If you’re anything like me, you too love to discuss roleplaying game mechanics, and how they affect gameplay. That is precisely the kind of thing we’ll get to do in this community. Personally, I’m currently working on a roleplaying game that I’m so far calling Unified RPG which I sort of think of as a “rules-lite, GURPS-like” TTRPG. So don’t be surprised if you see me creating posts about that here in the near future.
But what about you? What brought you to this community? What kind of game are you working on, or what do you want to make in the future? I’d love to hear all about it!
I am a hobbyist game designer. I really like to read and discuss rpg. Right now I write a bi-monthly blog for my game Chronomutants where I write about what I did (as it’s my most recent project) but try and discuss how others have approached similar problems or aspects of design. I just really love talking design.
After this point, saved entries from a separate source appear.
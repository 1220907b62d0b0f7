//! Order lifecycle after checkout.
//!
//! Payment confirmation arrives by webhook; cancellation and delivery
//! confirmation come from the buyer; the signed cancel link removes an order
//! whose payment was abandoned. Status writes are compare-and-set so a
//! concurrent change is reported instead of overwritten.

use std::collections::HashMap;

use chrono::{DateTime, Utc};
use thiserror::Error;
use tracing::{error, info, instrument, warn};

use boostedlabs_core::order::{
    DeliveryOutcome, PaymentOutcome, apply_payment, can_abandon, check_cancellation,
    confirm_delivery,
};
use boostedlabs_core::{OrderId, OrderStatus, ProductId, UserId};

use crate::db::{RepositoryError, ShopStore};
use crate::models::{NewSubscription, Order, OrderDetail, SubscriptionStatus};
use crate::services::payments::{CompletedSession, PaymentProvider, WebhookEvent};
use crate::services::signing::{LinkSigner, SigningError};

#[derive(Debug, Error)]
pub enum OrderError {
    /// Missing, or owned by someone else.
    #[error("Order not found")]
    NotFound,

    /// The order's state does not allow the operation.
    #[error("{0}")]
    Conflict(String),

    #[error(transparent)]
    InvalidLink(#[from] SigningError),

    #[error(transparent)]
    Repository(#[from] RepositoryError),
}

const CONCURRENT_UPDATE: &str = "Order was updated by another request, please retry";

/// What a webhook delivery did.
#[derive(Debug, Clone, Copy, PartialEq, Eq)]
pub enum WebhookOutcome {
    /// The order was marked paid.
    Applied { order_id: OrderId, status: OrderStatus },
    /// The order was already paid; nothing changed.
    AlreadyApplied { order_id: OrderId },
    /// Not an event we act on, or no matching order.
    Ignored,
}

/// What following a signed cancel link did.
#[derive(Debug, Clone, Copy, PartialEq, Eq)]
pub enum AbandonOutcome {
    /// The unpaid order was deleted.
    Deleted,
    /// The order is paid or already progressed; it was kept.
    Kept,
    /// No such order (already removed).
    Missing,
}

/// Buyer- and provider-driven order transitions.
pub struct OrderService<'a> {
    store: &'a dyn ShopStore,
    payments: &'a dyn PaymentProvider,
    signer: &'a LinkSigner,
    cancel_window_hours: u32,
}

impl<'a> OrderService<'a> {
    #[must_use]
    pub const fn new(
        store: &'a dyn ShopStore,
        payments: &'a dyn PaymentProvider,
        signer: &'a LinkSigner,
        cancel_window_hours: u32,
    ) -> Self {
        Self {
            store,
            payments,
            signer,
            cancel_window_hours,
        }
    }

    async fn owned_order(&self, user: UserId, id: OrderId) -> Result<Order, OrderError> {
        self.store
            .get_order(id)
            .await?
            .filter(|order| order.is_owned_by(user))
            .ok_or(OrderError::NotFound)
    }

    /// A user's orders, newest first.
    ///
    /// # Errors
    ///
    /// Returns `Repository` on store failure.
    pub async fn list(&self, user: UserId) -> Result<Vec<OrderDetail>, OrderError> {
        Ok(self.store.list_orders(user).await?)
    }

    /// One of the user's orders.
    ///
    /// # Errors
    ///
    /// Returns `NotFound` unless the order exists and belongs to `user`.
    pub async fn detail(&self, user: UserId, id: OrderId) -> Result<OrderDetail, OrderError> {
        self.store
            .get_order_detail(id)
            .await?
            .filter(|detail| detail.order.is_owned_by(user))
            .ok_or(OrderError::NotFound)
    }

    /// Cancel an order within the cancellation window.
    ///
    /// # Errors
    ///
    /// `NotFound` for orders the user does not own, `Conflict` with the
    /// rule's message when the status or the window forbids it.
    #[instrument(skip(self), fields(user_id = %user, order_id = %id))]
    pub async fn cancel(
        &self,
        user: UserId,
        id: OrderId,
        now: DateTime<Utc>,
    ) -> Result<OrderStatus, OrderError> {
        let order = self.owned_order(user, id).await?;

        check_cancellation(order.status, order.created_at, now, self.cancel_window_hours)
            .map_err(|rejection| OrderError::Conflict(rejection.to_string()))?;

        if !self
            .store
            .transition_status(id, order.status, OrderStatus::Cancelled)
            .await?
        {
            return Err(OrderError::Conflict(CONCURRENT_UPDATE.to_string()));
        }

        info!(from = %order.status, "Order cancelled");
        Ok(OrderStatus::Cancelled)
    }

    /// Record that the buyer received the order.
    ///
    /// Confirming an already delivered order succeeds without a write.
    ///
    /// # Errors
    ///
    /// `NotFound` for orders the user does not own, `Conflict` for cancelled
    /// orders.
    #[instrument(skip(self), fields(user_id = %user, order_id = %id))]
    pub async fn confirm_delivery(
        &self,
        user: UserId,
        id: OrderId,
    ) -> Result<OrderStatus, OrderError> {
        let order = self.owned_order(user, id).await?;

        match confirm_delivery(order.status)
            .map_err(|rejection| OrderError::Conflict(rejection.to_string()))?
        {
            DeliveryOutcome::AlreadyDelivered => {}
            DeliveryOutcome::Delivered => {
                if !self
                    .store
                    .transition_status(id, order.status, OrderStatus::Delivered)
                    .await?
                {
                    return Err(OrderError::Conflict(CONCURRENT_UPDATE.to_string()));
                }
                info!(from = %order.status, "Delivery confirmed");
            }
        }

        Ok(OrderStatus::Delivered)
    }

    /// Apply a verified payment provider event.
    ///
    /// Redelivery of the same event changes nothing. Events for unknown
    /// orders are ignored so the provider stops retrying.
    ///
    /// # Errors
    ///
    /// Returns `Repository` if the order cannot be read or updated.
    #[instrument(skip_all)]
    pub async fn handle_webhook(&self, event: WebhookEvent) -> Result<WebhookOutcome, OrderError> {
        let session = match event {
            WebhookEvent::CheckoutCompleted(session) => session,
            WebhookEvent::Other { event_type } => {
                info!(event_type = %event_type, "Ignoring webhook event");
                return Ok(WebhookOutcome::Ignored);
            }
        };

        let Some(order_id) = session.order_id() else {
            warn!(session_id = ?session.id, "Completed session has no order reference");
            return Ok(WebhookOutcome::Ignored);
        };
        let Some(order) = self.store.get_order(order_id).await? else {
            warn!(order_id = %order_id, "Completed session for unknown order");
            return Ok(WebhookOutcome::Ignored);
        };
        if let (Some(expected), Some(actual)) = (&order.payment_session_id, &session.id)
            && expected != actual
        {
            warn!(
                order_id = %order_id,
                expected = %expected,
                actual = %actual,
                "Completed session does not match order"
            );
            return Ok(WebhookOutcome::Ignored);
        }

        let outcome = match apply_payment(order.is_paid, order.status) {
            PaymentOutcome::AlreadyApplied => WebhookOutcome::AlreadyApplied { order_id },
            PaymentOutcome::Apply { status } => {
                if self.store.mark_paid(order_id, status).await? {
                    if status == OrderStatus::Cancelled {
                        warn!(order_id = %order_id, "Payment received for a cancelled order");
                    }
                    info!(order_id = %order_id, status = %status, "Order paid");
                    WebhookOutcome::Applied { order_id, status }
                } else {
                    WebhookOutcome::AlreadyApplied { order_id }
                }
            }
        };

        if session.is_subscription() || order.is_subscription {
            self.record_subscriptions(&order, &session).await;
        }

        Ok(outcome)
    }

    /// Link the buyer to the provider subscription, one record per product.
    ///
    /// Best effort: failures are logged and never undo the payment.
    async fn record_subscriptions(&self, order: &Order, session: &CompletedSession) {
        let (Some(user_id), Some(subscription_id)) = (order.user_id, &session.subscription) else {
            warn!(order_id = %order.id, "Subscription session without user or subscription id");
            return;
        };

        let detail = match self.store.get_order_detail(order.id).await {
            Ok(Some(detail)) => detail,
            Ok(None) => return,
            Err(e) => {
                error!(order_id = %order.id, error = %e, "Failed to load subscription items");
                return;
            }
        };

        let item_ids = self.subscription_item_ids(subscription_id, &detail).await;

        for item in detail.items.iter().filter(|item| !item.is_free_item) {
            let Some(product_id) = item.product_id else {
                continue;
            };
            let record = NewSubscription {
                user_id,
                product_id,
                stripe_subscription_id: subscription_id.clone(),
                stripe_subscription_item_id: item_ids.get(&product_id).cloned(),
                quantity: item.quantity,
                status: SubscriptionStatus::Active,
            };
            match self.store.insert_subscription(&record).await {
                Ok(true) => info!(
                    order_id = %order.id,
                    product_id = %product_id,
                    subscription_id = %subscription_id,
                    "Subscription recorded"
                ),
                Ok(false) => {}
                Err(e) => error!(
                    order_id = %order.id,
                    product_id = %product_id,
                    error = %e,
                    "Failed to record subscription"
                ),
            }
        }
    }

    /// Provider subscription item per ordered product, matched on the
    /// product's recurring price.
    ///
    /// Empty when the provider or the catalog cannot be read; records are then
    /// stored without item IDs.
    async fn subscription_item_ids(
        &self,
        subscription_id: &str,
        detail: &OrderDetail,
    ) -> HashMap<ProductId, String> {
        let items = match self.payments.subscription_items(subscription_id).await {
            Ok(items) => items,
            Err(e) => {
                warn!(
                    subscription_id = %subscription_id,
                    error = %e,
                    "Failed to list subscription items"
                );
                return HashMap::new();
            }
        };

        let ids: Vec<ProductId> = detail.items.iter().filter_map(|i| i.product_id).collect();
        let products = match self.store.get_products(&ids).await {
            Ok(products) => products,
            Err(e) => {
                error!(
                    order_id = %detail.order.id,
                    error = %e,
                    "Failed to load subscription products"
                );
                return HashMap::new();
            }
        };

        products
            .iter()
            .filter_map(|product| {
                let price_id = product.recurring_price_id()?;
                let item = items.iter().find(|item| item.price_id == price_id)?;
                Some((product.id, item.id.clone()))
            })
            .collect()
    }

    /// Follow a signed cancel link: delete the order if it was never paid.
    ///
    /// # Errors
    ///
    /// `InvalidLink` for malformed, forged or expired tokens.
    #[instrument(skip_all)]
    pub async fn abandon_via_link(
        &self,
        token: &str,
        now: DateTime<Utc>,
    ) -> Result<AbandonOutcome, OrderError> {
        let order_id = self.signer.verify(token, now)?;

        let Some(order) = self.store.get_order(order_id).await? else {
            return Ok(AbandonOutcome::Missing);
        };
        if !can_abandon(order.is_paid, order.status) {
            info!(order_id = %order_id, status = %order.status, "Cancel link on paid order ignored");
            return Ok(AbandonOutcome::Kept);
        }

        if self.store.delete_unpaid_order(order_id).await? {
            info!(order_id = %order_id, "Abandoned order deleted");
            Ok(AbandonOutcome::Deleted)
        } else {
            Ok(AbandonOutcome::Kept)
        }
    }
}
Since Reddit is on fire, and my blog traffic is now in the toilet, someone suggested I add Lemmy to my social media rotation. Hoping it’s cool here. We’ll see.
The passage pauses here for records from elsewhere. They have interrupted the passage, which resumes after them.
//! Product reviews.

use chrono::{DateTime, Utc};
use serde::Serialize;

use boostedlabs_core::reviews::Rating;
use boostedlabs_core::{ProductId, ReviewId, UserId};

#[derive(Debug, Clone, PartialEq, Eq, Serialize)]
pub struct Review {
    pub id: ReviewId,
    pub product_id: ProductId,
    pub user_id: UserId,
    pub user_name: String,
    pub rating: Rating,
    pub comment: String,
    pub created_at: DateTime<Utc>,
}

#[derive(Debug, Clone)]
pub struct NewReview {
    pub product_id: ProductId,
    pub user_id: UserId,
    pub user_name: String,
    pub rating: Rating,
    pub comment: String,
}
Current Favorite games: Electric Bastionland, Microscope, Agon
I’m here to try to catch the podcast-driven wave of renewed interest in RIFTS to get more people into Palladium-style gaming (the system is broken so you can fix it to your liking).
I see! Can you tell us something about why you like that particular style of gaming?
It makes violence less fun to play than the alternatives; combat is bullet-time; skill use is a montage. That said, it’s not overtly anti-violence, allowing players to figure out that fighting isn’t the best approach (or not, if they actually like bullet-time battles).
It rewards experience for solving problems, rather than racking up kills. Modern gaming is too corrupted by the reductive influence of video games and the market-driven need to minimize GM workload to ever really break it of this.
It encourages groups to develop house rules by making changes to the “RAW” only very gradually, instead of constantly reinventing the rules.
I’m working on getting yet-another-Knave-hack together. Also beating my head against its inability to write lists without getting very bored.
Interesting. What do you mean by Knave-hack? You’re making a modification for Knave?
Yeah. A hack is usually a little more than just a modification, but there’s no strict definition or anything.
I basically like the way Knave is, but there’s a few things that I found didn’t work well at my table.
- Item choice paralysis. Do you buy/carry a hammer? Nails? Chalk? Ink? An hourglass? … There’s like 36 odds and ends in the game (100 in 2e.)
- One use per day spell books. Knave 2e solves this with Int uses of spell books but I mixed it with:
- Ability to lose items. A character built around a concept should retain the ability to use that.
So I changed some things.
- We use item kits. These are quantum bags of items related to a purpose. Say a climbing kit or an alchemy kit.
- Item kits can be tracked with item slots as they are, but most kits will be like 2-3 slots so it makes more sense to cut the number in half and stop varying size of items.
- Having cut the number of things to track in half, Art slots are added back in. These represent proficiencies/abilities that can’t be lost. Most of them literally are just kits but they can’t be taken away. So a Climbing Art does what a climbing kit can do (save for things like pass an item around since this is a personal ability).
- I use a standardized art point system so all arts consume these points to activate.
There’s some knock on effects too. So I have different ability scores for instance.